#### [YOUR TASK]
Do any lines in the data below contain "usize"? If so, copy every one of them.

#### [DATA UNDER STUDY]
****

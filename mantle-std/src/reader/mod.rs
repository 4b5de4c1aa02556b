//! Declarative validation of untrusted records.
//!
//! An [`ObjectReader`] checks an input record against a [`Schema`] and
//! produces a new record containing only the declared fields, with coerced
//! values. Every failing field is reported, not just the first.
//!
//! # Example
//!
//! ```rust,ignore
//! let reader = ObjectReader::new(
//!     Schema::new()
//!         .field("name", Rule::string(StringRule::new().min_length(1)))
//!         .field("age", Rule::number(NumberRule::new().integer()).optional()),
//! );
//! let record = reader.read_json_string(r#"{"name": "Ada", "age": "36"}"#)?;
//! ```

mod coerce;
mod error;
mod rule;

pub use error::{FieldErrors, FieldKey, ValidationError};
pub use rule::{ArrayRule, DateRule, NumberRule, Rule, Schema, SimpleRule, StringRule, Validator};

use mantle_core::{Record, Value};
use rule::RuleKind;

/// Default nesting limit for object, array and record rules.
pub const DEFAULT_MAX_DEPTH: usize = 100;

/// Validates input records against a schema.
#[derive(Debug, Clone)]
pub struct ObjectReader {
    schema: Schema,
    max_depth: usize,
}

impl ObjectReader {
    /// A reader with the default depth budget.
    pub fn new(schema: Schema) -> Self {
        Self {
            schema,
            max_depth: DEFAULT_MAX_DEPTH,
        }
    }

    /// Limit how deeply nested rules may recurse.
    pub fn with_max_depth(mut self, max_depth: usize) -> Self {
        self.max_depth = max_depth;
        self
    }

    /// The schema this reader validates against.
    pub fn schema(&self) -> &Schema {
        &self.schema
    }

    /// Validate `input`, which must be a record.
    pub fn read(&self, input: &Value) -> Result<Record, FieldErrors> {
        match input.as_record() {
            Some(record) => self.read_record(record),
            None => Err(FieldErrors::input(ValidationError::new(format!(
                "Expected an object, got {}",
                input.type_name()
            )))),
        }
    }

    /// Validate every schema field of `input`.
    ///
    /// Fields not in the schema are dropped. Optional fields that are absent
    /// or null are omitted from the result.
    pub fn read_record(&self, input: &Record) -> Result<Record, FieldErrors> {
        let mut output = Record::new();
        let mut errors = FieldErrors::default();

        for (name, rule) in self.schema.iter() {
            let key = FieldKey::Name(name.to_owned());
            match read_value(rule, input.get(name), &key, self.max_depth) {
                Ok(Some(value)) => {
                    output.insert(name.to_owned(), value);
                }
                Ok(None) => {}
                Err(err) => errors.insert(name, err.within(key)),
            }
        }

        if errors.is_empty() {
            Ok(output)
        } else {
            tracing::debug!(failed = errors.len(), "record failed validation");
            Err(errors)
        }
    }

    /// Validate a single schema field of `input`.
    ///
    /// Returns `Ok(None)` for an optional field that is absent or null.
    pub fn read_field(&self, input: &Record, name: &str) -> Result<Option<Value>, ValidationError> {
        let key = FieldKey::Name(name.to_owned());
        let rule = self
            .schema
            .get(name)
            .ok_or_else(|| ValidationError::new("Unknown field").within(key.clone()))?;
        read_value(rule, input.get(name), &key, self.max_depth).map_err(|err| err.within(key))
    }

    /// Parse `text` as JSON and validate the result.
    ///
    /// Malformed JSON is reported under [`FieldErrors::INPUT_KEY`].
    pub fn read_json_string(&self, text: &str) -> Result<Record, FieldErrors> {
        let json: serde_json::Value = serde_json::from_str(text).map_err(|err| {
            FieldErrors::input(ValidationError::new(format!("Invalid JSON: {err}")))
        })?;
        self.read(&Value::from(json))
    }
}

fn read_value(
    rule: &Rule,
    value: Option<&Value>,
    key: &FieldKey,
    depth: usize,
) -> Result<Option<Value>, ValidationError> {
    if rule.optional && value.is_none_or(Value::is_null) {
        return Ok(None);
    }
    let Some(value) = value else {
        return match &rule.kind {
            RuleKind::Custom(validator) => validator(None, key).map(Some),
            _ => Err(ValidationError::new("Required")),
        };
    };

    match &rule.kind {
        RuleKind::Simple(simple) => coerce::check_simple(simple, value).map(Some),
        RuleKind::Object(schema) => {
            let input = nested_record(value, depth)?;
            let mut output = Record::new();
            for (name, field) in schema.iter() {
                let key = FieldKey::Name(name.to_owned());
                if let Some(read) = read_value(field, input.get(name), &key, depth - 1)
                    .map_err(|err| err.within(key))?
                {
                    output.insert(name.to_owned(), read);
                }
            }
            Ok(Some(Value::Record(output)))
        }
        RuleKind::Record(values) => {
            let input = nested_record(value, depth)?;
            let mut output = Record::new();
            for (name, item) in input {
                let key = FieldKey::Name(name.clone());
                if let Some(read) =
                    read_value(values, Some(item), &key, depth - 1).map_err(|err| err.within(key))?
                {
                    output.insert(name.clone(), read);
                }
            }
            Ok(Some(Value::Record(output)))
        }
        RuleKind::Array(array) => {
            check_depth(depth)?;
            let items = value.as_list().ok_or_else(|| {
                ValidationError::new(format!("Expected an array, got {}", value.type_name()))
            })?;
            if let Some(min) = array.min_length {
                if items.len() < min {
                    return Err(ValidationError::new(format!(
                        "Must contain at least {min} items"
                    )));
                }
            }
            if let Some(max) = array.max_length {
                if items.len() > max {
                    return Err(ValidationError::new(format!(
                        "Must contain at most {max} items"
                    )));
                }
            }
            let Some(item_rule) = &array.items else {
                return Ok(Some(value.clone()));
            };
            let mut output = Vec::with_capacity(items.len());
            for (index, item) in items.iter().enumerate() {
                let key = FieldKey::Index(index);
                let read = read_value(item_rule, Some(item), &key, depth - 1)
                    .map_err(|err| err.within(key))?;
                output.push(read.unwrap_or(Value::Null));
            }
            Ok(Some(Value::List(output)))
        }
        RuleKind::Custom(validator) => validator(Some(value), key).map(Some),
    }
}

fn check_depth(depth: usize) -> Result<(), ValidationError> {
    if depth == 0 {
        Err(ValidationError::new("Maximum nesting depth exceeded"))
    } else {
        Ok(())
    }
}

fn nested_record(value: &Value, depth: usize) -> Result<&Record, ValidationError> {
    check_depth(depth)?;
    value.as_record().ok_or_else(|| {
        ValidationError::new(format!("Expected an object, got {}", value.type_name()))
    })
}

#[cfg(test)]
mod tests {
    use super::*;

    fn record(json: &str) -> Value {
        Value::from(serde_json::from_str::<serde_json::Value>(json).unwrap())
    }

    #[test]
    fn test_unknown_fields_are_dropped() {
        let reader = ObjectReader::new(Schema::new().field("a", Rule::any()));
        let out = reader.read(&record(r#"{"a": 1, "b": 2}"#)).unwrap();
        assert_eq!(out.len(), 1);
        assert_eq!(out["a"], Value::Number(1.0));
    }

    #[test]
    fn test_all_failures_are_collected() {
        let reader = ObjectReader::new(
            Schema::new()
                .field("name", Rule::string(StringRule::new()))
                .field("active", Rule::boolean())
                .field("count", Rule::number(NumberRule::new())),
        );
        let errors = reader
            .read(&record(r#"{"name": 3, "count": 1}"#))
            .unwrap_err();
        assert_eq!(errors.len(), 2);
        assert!(errors.contains("name"));
        assert!(errors.contains("active"));
    }

    #[test]
    fn test_nested_error_path() {
        let reader = ObjectReader::new(Schema::new().field(
            "address",
            Rule::object(Schema::new().field(
                "lines",
                Rule::array(ArrayRule::of(Rule::string(StringRule::new()))),
            )),
        ));
        let errors = reader
            .read(&record(r#"{"address": {"lines": ["a", "b", 3]}}"#))
            .unwrap_err();
        let err = errors.get("address").unwrap();
        assert_eq!(err.path_string(), "address.lines[2]");
    }

    #[test]
    fn test_record_rule() {
        let reader = ObjectReader::new(
            Schema::new().field("scores", Rule::record(Rule::number(NumberRule::new()))),
        );
        let out = reader
            .read(&record(r#"{"scores": {"x": "1", "y": 2}}"#))
            .unwrap();
        let scores = out["scores"].as_record().unwrap();
        assert_eq!(scores["x"], Value::Number(1.0));
        assert!(reader.read(&record(r#"{"scores": {"x": "no"}}"#)).is_err());
    }

    #[test]
    fn test_depth_limit() {
        let nested = Rule::object(Schema::new().field(
            "inner",
            Rule::object(Schema::new().field("inner", Rule::any())),
        ));
        let reader = ObjectReader::new(Schema::new().field("inner", nested)).with_max_depth(1);
        let errors = reader
            .read(&record(r#"{"inner": {"inner": {"inner": 1}}}"#))
            .unwrap_err();
        assert_eq!(
            errors.get("inner").unwrap().message(),
            "Maximum nesting depth exceeded"
        );
    }

    fn nested(levels: usize) -> (Rule, Value) {
        let mut rule = Rule::any();
        let mut value = Value::Number(1.0);
        for _ in 0..levels {
            rule = Rule::object(Schema::new().field("inner", rule));
            value = Value::Record(Record::from([("inner".to_owned(), value)]));
        }
        (rule, value)
    }

    #[test]
    fn test_default_depth_budget() {
        let (rule, value) = nested(DEFAULT_MAX_DEPTH);
        let reader = ObjectReader::new(Schema::new().field("inner", rule));
        let input = Record::from([("inner".to_owned(), value)]);
        assert!(reader.read_record(&input).is_ok());

        let (rule, value) = nested(DEFAULT_MAX_DEPTH + 1);
        let reader = ObjectReader::new(Schema::new().field("inner", rule));
        let input = Record::from([("inner".to_owned(), value)]);
        let errors = reader.read_record(&input).unwrap_err();
        assert_eq!(
            errors.get("inner").unwrap().message(),
            "Maximum nesting depth exceeded"
        );
    }

    #[test]
    fn test_custom_rule_sees_absent_values() {
        let reader = ObjectReader::new(Schema::new().field(
            "token",
            Rule::custom(|value, _key| match value {
                Some(v) => Ok(v.clone()),
                None => Ok(Value::from("generated")),
            }),
        ));
        let out = reader.read(&record("{}")).unwrap();
        assert_eq!(out["token"], Value::from("generated"));
    }

    #[test]
    fn test_read_field_unknown() {
        let reader = ObjectReader::new(Schema::new());
        let err = reader.read_field(&Record::new(), "nope").unwrap_err();
        assert_eq!(err.path(), &[FieldKey::Name("nope".into())]);
    }
}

****

#### [ANSWER SECTION]
pub const DEFAULT_MAX_DEPTH: usize = 100;
    max_depth: usize,
    pub fn with_max_depth(mut self, max_depth: usize) -> Self {
    depth: usize,
fn check_depth(depth: usize) -> Result<(), ValidationError> {
fn nested_record(value: &Value, depth: usize) -> Result<&Record, ValidationError> {
    fn nested(levels: usize) -> (Rule, Value) {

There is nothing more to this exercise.